[Start of Attachment]

//! Invoice view over the payment provider's payload.

use serde::{Deserialize, Serialize};

use crate::error::DomainError;

/// The slice of a provider invoice object the renewal handler needs.
#[derive(Debug, Clone, PartialEq, Eq, Serialize, Deserialize)]
pub struct Invoice {
    pub id: String,
    /// Subscription the invoice bills, if any. One-time payments carry none.
    pub subscription: Option<String>,
    pub billing_reason: Option<String>,
}

impl Invoice {
    pub fn from_payload(payload: &serde_json::Value) -> Result<Self, DomainError> {
        let id = payload
            .get("id")
            .and_then(|v| v.as_str())
            .ok_or_else(|| DomainError::invalid_payload("invoice missing id"))?;

        Ok(Self {
            id: id.to_string(),
            subscription: payload
                .get("subscription")
                .and_then(|v| v.as_str())
                .map(str::to_string),
            billing_reason: payload
                .get("billing_reason")
                .and_then(|v| v.as_str())
                .map(str::to_string),
        })
    }

    /// True for the subscription's first invoice, which the creation handler
    /// already covers; renewal logic must skip it.
    pub fn is_initial(&self) -> bool {
        self.billing_reason.as_deref() == Some("subscription_create")
    }
}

[End of Attachment]

→ **Problem statement**
The output should be a character-exact copy of all entries.

→ **Output of the task**
//! Invoice view over the payment provider's payload.

use serde::{Deserialize, Serialize};

use crate::error::DomainError;

/// The slice of a provider invoice object the renewal handler needs.
#[derive(Debug, Clone, PartialEq, Eq, Serialize, Deserialize)]
pub struct Invoice {
    pub id: String,
    /// Subscription the invoice bills, if any. One-time payments carry none.
    pub subscription: Option<String>,
    pub billing_reason: Option<String>,
}

impl Invoice {
    pub fn from_payload(payload: &serde_json::Value) -> Result<Self, DomainError> {
        let id = payload
            .get("id")
            .and_then(|v| v.as_str())
            .ok_or_else(|| DomainError::invalid_payload("invoice missing id"))?;

        Ok(Self {
            id: id.to_string(),
            subscription: payload
                .get("subscription")
                .and_then(|v| v.as_str())
                .map(str::to_string),
            billing_reason: payload
                .get("billing_reason")
                .and_then(|v| v.as_str())
                .map(str::to_string),
        })
    }

    /// True for the subscription's first invoice, which the creation handler
    /// already covers; renewal logic must skip it.
    pub fn is_initial(&self) -> bool {
        self.billing_reason.as_deref() == Some("subscription_create")
    }
}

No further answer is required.